By Sharon Clancy
“…in our messy, fuzzy, anarchic field of practice, how can we produce neatly packaged bundles of evidence that might be useful to busy policymakers?” (Field, 2015). [see Note]
One of the joys of working on a project like ENLIVEN, which spans two scientific disciplines, is its ability to challenge ways of thinking. My own experience of working with Computer Science colleagues over the last year, and the sharing of our different models and approaches, has shown me that collaboration requires a stripping away process on both sides. Abandoning the mystique and obfuscation of specialised language and jargon, and challenging one anothers’ ontological assumptions, allows for the development of shared frames of interpretation and a genuine commonality of endeavour. But it takes you out of your “comfort zone”….
As someone with an arts and humanities, social science and community practitioner background, I was uncertain about the applicability of computer science modelling to complex, and seemingly intractable, social problems. Can algorithmic reasoning really make a difference to policy making in lifelong learning when a slew of policies has been trialled within the European Union (EU) since 1993? Issues of inequality are escalating, with one in every five Europeans under 25 now unemployed, and many without access to education or training opportunities (NEETs). And of course those who are in employment face an increasingly precarious labour market.
Such factors lead to marginalisation and Enliven is keen to address the range of barriers faced by young people furthest from the education, training and labour market which lead to social exclusion. We seek to do this by influencing policy makers in the area of lifelong learning, by stimulating debate, and through policy formation and evaluation.
The Enliven team is an interdisciplinary one. We want to find out how an Intelligent Decision Support System (IDSS) might support policymakers – we are trying to do so by identifying policies and programmes which have previously been trialled, and by allowing them to be assessed against various criteria of whether they had worked or not. The IDSS will suggest interventions to end users, enabling them to solve similar problems by identifying what worked for their particular situation in the past. Our computer science colleagues call this ‘case-based reasoning’. In order to develop and design such a system, we needed to be clear on three key questions. Namely:
- the key attributes/characteristics of the young people most in need of support – are they necessarily NEET?;
- the ‘end users’ of the IDSS – are they policy makers, practitioners, young people themselves, or all three?
- what kind of data is ‘out there’ in terms of programme/initiative evaluation and how is this informing policy currently?
We immediately hit significant obstacles. ‘Policy makers’ were understood as being the critical ‘end users’ of the IDSS but talking to them proved problematic. One complexity is that who they are varies greatly across the Enliven partnership – in different countries and in different areas of activity. Another was that the evaluation of programmes/initiatives aimed at young people is inconsistent and the data collected is often not comparable. So, one programme might provide an evaluation based on individual case studies – lifelong learning ‘journeys’– whilst another only deals in meta-level quantitative statistical analysis. We need to know what key data a policymaker needs to enable decision making. Even sharing an agreed definition of NEETs has not been straightforward, as all the partners within Enliven deal with different demographics and profiles. Policy-making at the European level is anything but straightforward!

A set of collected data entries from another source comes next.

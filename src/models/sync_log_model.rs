//! models/sync_log_model.rs
//! Entradas del log de sincronización (append-only).

use std::str::FromStr;

use anyhow::anyhow;
use chrono::{DateTime, Utc};
use serde::{Deserialize, Serialize};

#[derive(Debug, Clone, Copy, PartialEq, Eq, Hash, Serialize, Deserialize)]
#[serde(rename_all = "lowercase")]
pub enum SyncType {
    Customer,
    Contact,
    Ticket,
    Asset,
}

impl SyncType {
    pub fn as_str(&self) -> &'static str {
        match self {
            SyncType::Customer => "customer",
            SyncType::Contact => "contact",
            SyncType::Ticket => "ticket",
            SyncType::Asset => "asset",
        }
    }
}

impl FromStr for SyncType {
    type Err = anyhow::Error;

    fn from_str(s: &str) -> Result<Self, Self::Err> {
        match s {
            "customer" => Ok(SyncType::Customer),
            "contact" => Ok(SyncType::Contact),
            "ticket" => Ok(SyncType::Ticket),
            "asset" => Ok(SyncType::Asset),
            other => Err(anyhow!("Unknown sync_type: {}", other)),
        }
    }
}

#[derive(Debug, Clone, Copy, PartialEq, Eq, Serialize, Deserialize)]
#[serde(rename_all = "lowercase")]
pub enum SyncOperation {
    Create,
    Update,
    Sync,
}

impl SyncOperation {
    pub fn as_str(&self) -> &'static str {
        match self {
            SyncOperation::Create => "create",
            SyncOperation::Update => "update",
            SyncOperation::Sync => "sync",
        }
    }
}

impl FromStr for SyncOperation {
    type Err = anyhow::Error;

    fn from_str(s: &str) -> Result<Self, Self::Err> {
        match s {
            "create" => Ok(SyncOperation::Create),
            "update" => Ok(SyncOperation::Update),
            "sync" => Ok(SyncOperation::Sync),
            other => Err(anyhow!("Unknown operation: {}", other)),
        }
    }
}

#[derive(Debug, Clone, Copy, PartialEq, Eq, Serialize, Deserialize)]
#[serde(rename_all = "lowercase")]
pub enum SyncStatus {
    Success,
    Error,
    Warning,
}

impl SyncStatus {
    pub fn as_str(&self) -> &'static str {
        match self {
            SyncStatus::Success => "success",
            SyncStatus::Error => "error",
            SyncStatus::Warning => "warning",
        }
    }
}

impl FromStr for SyncStatus {
    type Err = anyhow::Error;

    fn from_str(s: &str) -> Result<Self, Self::Err> {
        match s {
            "success" => Ok(SyncStatus::Success),
            "error" => Ok(SyncStatus::Error),
            "warning" => Ok(SyncStatus::Warning),
            other => Err(anyhow!("Unknown status: {}", other)),
        }
    }
}

/// Entrada a insertar. `created_at` lo pone el store.
#[derive(Debug, Clone)]
pub struct NewSyncLog {
    pub sync_type: SyncType,
    pub operation: SyncOperation,
    pub status: SyncStatus,
    pub message: String,
    pub details: Option<String>,
    pub source_id: Option<String>,
    pub target_id: Option<String>,
    pub processing_time_ms: Option<i64>,
}

impl NewSyncLog {
    pub fn new(
        sync_type: SyncType,
        operation: SyncOperation,
        status: SyncStatus,
        message: impl Into<String>,
    ) -> Self {
        NewSyncLog {
            sync_type,
            operation,
            status,
            message: message.into(),
            details: None,
            source_id: None,
            target_id: None,
            processing_time_ms: None,
        }
    }

    pub fn details(mut self, details: impl Into<String>) -> Self {
        self.details = Some(details.into());
        self
    }

    pub fn source_id(mut self, id: Option<String>) -> Self {
        self.source_id = id;
        self
    }

    pub fn target_id(mut self, id: Option<String>) -> Self {
        self.target_id = id;
        self
    }

    pub fn processing_time_ms(mut self, ms: i64) -> Self {
        self.processing_time_ms = Some(ms);
        self
    }
}

#[derive(Debug, Clone, Serialize)]
pub struct SyncLogEntry {
    pub id: i64,
    pub user_id: String,
    pub sync_type: SyncType,
    pub operation: SyncOperation,
    pub status: SyncStatus,
    pub message: String,
    pub details: Option<String>,
    pub source_id: Option<String>,
    pub target_id: Option<String>,
    pub processing_time_ms: Option<i64>,
    pub created_at: DateTime<Utc>,
}

#[derive(Debug, Clone, sqlx::FromRow)]
pub struct SyncLogRow {
    pub id: i64,
    pub user_id: String,
    pub sync_type: String,
    pub operation: String,
    pub status: String,
    pub message: String,
    pub details: Option<String>,
    pub source_id: Option<String>,
    pub target_id: Option<String>,
    pub processing_time_ms: Option<i64>,
    pub created_at: String,
}

impl TryFrom<SyncLogRow> for SyncLogEntry {
    type Error = anyhow::Error;

    fn try_from(r: SyncLogRow) -> Result<Self, Self::Error> {
        Ok(SyncLogEntry {
            id: r.id,
            user_id: r.user_id,
            sync_type: r.sync_type.parse()?,
            operation: r.operation.parse()?,
            status: r.status.parse()?,
            message: r.message,
            details: r.details,
            source_id: r.source_id,
            target_id: r.target_id,
            processing_time_ms: r.processing_time_ms,
            created_at: r.created_at.parse()?,
        })
    }
}

/// Contadores para las tarjetas del dashboard.
#[derive(Debug, Clone, Default, Serialize)]
pub struct SyncLogStats {
    pub total: i64,
    pub success: i64,
    pub error: i64,
    pub warning: i64,
    /// Registros creados/actualizados con éxito, por tipo
    pub synced_customers: i64,
    pub synced_contacts: i64,
    pub synced_tickets: i64,
    pub synced_assets: i64,
    /// success / (success + error) de las entradas por registro, en %
    pub success_rate: Option<f64>,
}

We have some way to go before we are likely to have sufficient data to ‘feed’ and develop an IDSS, but we want to be creative in our responses to this issue. For instance, we are developing a stakeholder group of policy ‘end users’ who can inform us of what they need. We’re creating a framework to analyse what evaluation data is available as finely as possible. We’re engaging with young people so they can inform us directly about their needs. We’re also working with a programme deliverer and practitioner, using this as a case study to help us understand better how programmes and programme evaluation are designed in the real world. We are not trying replace a human decision maker with a computer program but aim to provide an advisor system that simplifies data access and presents it so that users can make decisions more easily. We are keen to find out how well an IDSS can model the complexities of how people and policy interact in Europe’s complex educational and learning markets.
Most of all, though, we know the development of the IDSS needs to be supported by the expertise and knowledge of our Enliven team colleagues. The more we can talk and share, the better the model we develop will be and the more help our efforts will be to all end users, including “busy policymakers”, in making a difference amongst the messy exigencies of our “fuzzy, anarchic field of practice”. How do we best communicate amongst ourselves to achieve this? We would love to know how you feel your research could influence the IDSS or how you think the IDSS could impact upon your work.
Field, J., the Learning Professor, blog, Mechanising education policy with intelligent decision support systems, Posted on January 18, 2015, Accessed 20 September 2017).